Metadata-Version: 2.1
Name: sparkautomapper
Version: 1.0.6
Summary: AutoMapper for Spark
Home-page: https://github.com/imranq2/SparkAutoMapper
Author: Imran Qureshi
Author-email: imranq2@hotmail.com
License: UNKNOWN
Platform: UNKNOWN
Classifier: Development Status :: 4 - Beta
Classifier: Programming Language :: Python :: 3
Classifier: License :: OSI Approved :: Apache Software License
Classifier: Operating System :: OS Independent
Requires-Python: >=3
Description-Content-Type: text/markdown
License-File: LICENSE

[![Build and Test](https://github.com/imranq2/SparkAutoMapper/actions/workflows/build_and_test.yml/badge.svg)](https://github.com/imranq2/SparkAutoMapper/actions/workflows/build_and_test.yml)

[![Upload Python Package](https://github.com/imranq2/SparkAutoMapper/actions/workflows/python-publish.yml/badge.svg)](https://github.com/imranq2/SparkAutoMapper/actions/workflows/python-publish.yml)

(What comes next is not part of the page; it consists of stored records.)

//! Storage 모듈
//!
//! 두 백엔드가 같은 `KeyValueStore` 계약을 구현합니다.
//! - `PlainStore`: 평문 JSON (프리뷰/개발 환경 전용)
//! - `EncryptedStore`: envelope 레코드
//!
//! 어떤 백엔드를 쓸지는 프로세스 시작 시 `select_backend`가 한 번만 결정합니다.

pub mod encrypted;
pub mod facade;
pub mod migrate;
pub mod plain;

use std::collections::HashMap;
use std::sync::Arc;

use async_trait::async_trait;
use serde_json::Value;

use crate::db::Database;
use crate::error::StoreResult;
use crate::secrets::KeyManager;

pub use encrypted::EncryptedStore;
pub use facade::Storage;
pub use migrate::MigrationResult;
pub use plain::PlainStore;

/// 평문 백엔드 namespace prefix
pub const PLAIN_NAMESPACE: &str = "@talkbox:";

/// 암호화 백엔드 namespace prefix
pub const ENCRYPTED_NAMESPACE: &str = "@talkbox_secure:";

/// 백엔드 공통 계약
///
/// 없는 키는 에러가 아니라 `None`이며, 빈 namespace에서도 모든 호출이 안전해야 합니다.
/// `multi_get` 결과에는 값이 있는 키만 들어갑니다.
#[async_trait]
pub trait KeyValueStore: Send + Sync {
    /// 이 백엔드가 사용하는 namespace prefix
    fn namespace(&self) -> &str;

    /// 값을 암호화해서 저장하는지 여부
    fn is_encrypted(&self) -> bool;

    async fn set(&self, key: &str, value: &Value) -> StoreResult<()>;

    async fn get(&self, key: &str) -> StoreResult<Option<Value>>;

    async fn remove(&self, key: &str) -> StoreResult<()>;

    async fn multi_get(&self, keys: &[String]) -> StoreResult<HashMap<String, Value>>;

    /// 키 단위로 저장하며 배치 전체는 원자적이지 않습니다.
    async fn multi_set(&self, entries: &[(String, Value)]) -> StoreResult<()>;

    async fn multi_remove(&self, keys: &[String]) -> StoreResult<()>;

    /// 자기 namespace의 논리 키 목록 (prefix 제거)
    async fn list_keys(&self) -> StoreResult<Vec<String>>;

    /// 자기 namespace 전체 삭제 (best-effort)
    async fn clear_all(&self) -> StoreResult<()>;
}

/// 논리 키 → 저장소 키
pub(crate) fn namespaced(namespace: &str, key: &str) -> String {
    format!("{}{}", namespace, key)
}

/// 저장소 키 → 논리 키 (다른 namespace면 `None`)
pub(crate) fn logical_key<'a>(namespace: &str, stored: &'a str) -> Option<&'a str> {
    stored.strip_prefix(namespace)
}

/// 백엔드 선택 (프로세스 시작 시 1회)
///
/// `secure_store_available`이 참이면 `EncryptedStore`, 아니면 `PlainStore`를 사용합니다.
/// 세션 중에는 다시 평가하지 않으며, 키체인 오류가 나도 평문으로 전환하지 않습니다.
pub fn select_backend(
    secure_store_available: bool,
    db: Database,
    key_manager: KeyManager,
) -> Storage {
    let backend: Arc<dyn KeyValueStore> = if secure_store_available {
        tracing::info!(namespace = ENCRYPTED_NAMESPACE, "using encrypted storage backend");
        Arc::new(EncryptedStore::new(db, Arc::new(key_manager)))
    } else {
        tracing::warn!(
            namespace = PLAIN_NAMESPACE,
            "secure store unavailable, using plain storage backend"
        );
        Arc::new(PlainStore::new(db))
    };
    Storage::new(backend)
}

#[cfg(test)]
mod tests {
    use super::*;
    use crate::secrets::MemorySecretStore;

    fn memory_db() -> Database {
        let db = Database::open_in_memory().unwrap();
        db.initialize().unwrap();
        db
    }

    #[test]
    fn test_namespaces_are_distinct() {
        assert_ne!(PLAIN_NAMESPACE, ENCRYPTED_NAMESPACE);
        assert!(!PLAIN_NAMESPACE.starts_with(ENCRYPTED_NAMESPACE));
        assert!(!ENCRYPTED_NAMESPACE.starts_with(PLAIN_NAMESPACE));
    }

    #[test]
    fn test_key_mapping() {
        let stored = namespaced(PLAIN_NAMESPACE, "profile");
        assert_eq!(stored, "@talkbox:profile");
        assert_eq!(logical_key(PLAIN_NAMESPACE, &stored), Some("profile"));
        assert_eq!(logical_key(ENCRYPTED_NAMESPACE, &stored), None);
    }

    #[tokio::test]
    async fn test_select_backend_follows_capability_flag() {
        let keys = || KeyManager::new(Arc::new(MemorySecretStore::new()));

        let secure = select_backend(true, memory_db(), keys());
        assert!(secure.is_encrypted_backend_active());

        let plain = select_backend(false, memory_db(), keys());
        assert!(!plain.is_encrypted_backend_active());
    }
}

[![Known Vulnerabilities](https://snyk.io/test/github/imranq2/SparkAutoMapper/badge.svg?targetFile=requirements.txt)](https://snyk.io/test/github/imranq2/SparkAutoMapper?targetFile=requirements.txt)

# SparkAutoMapper
Fluent API to map data from one view to another in Spark.  

Uses native Spark functions underneath so it is just as fast as hand writing the transformations.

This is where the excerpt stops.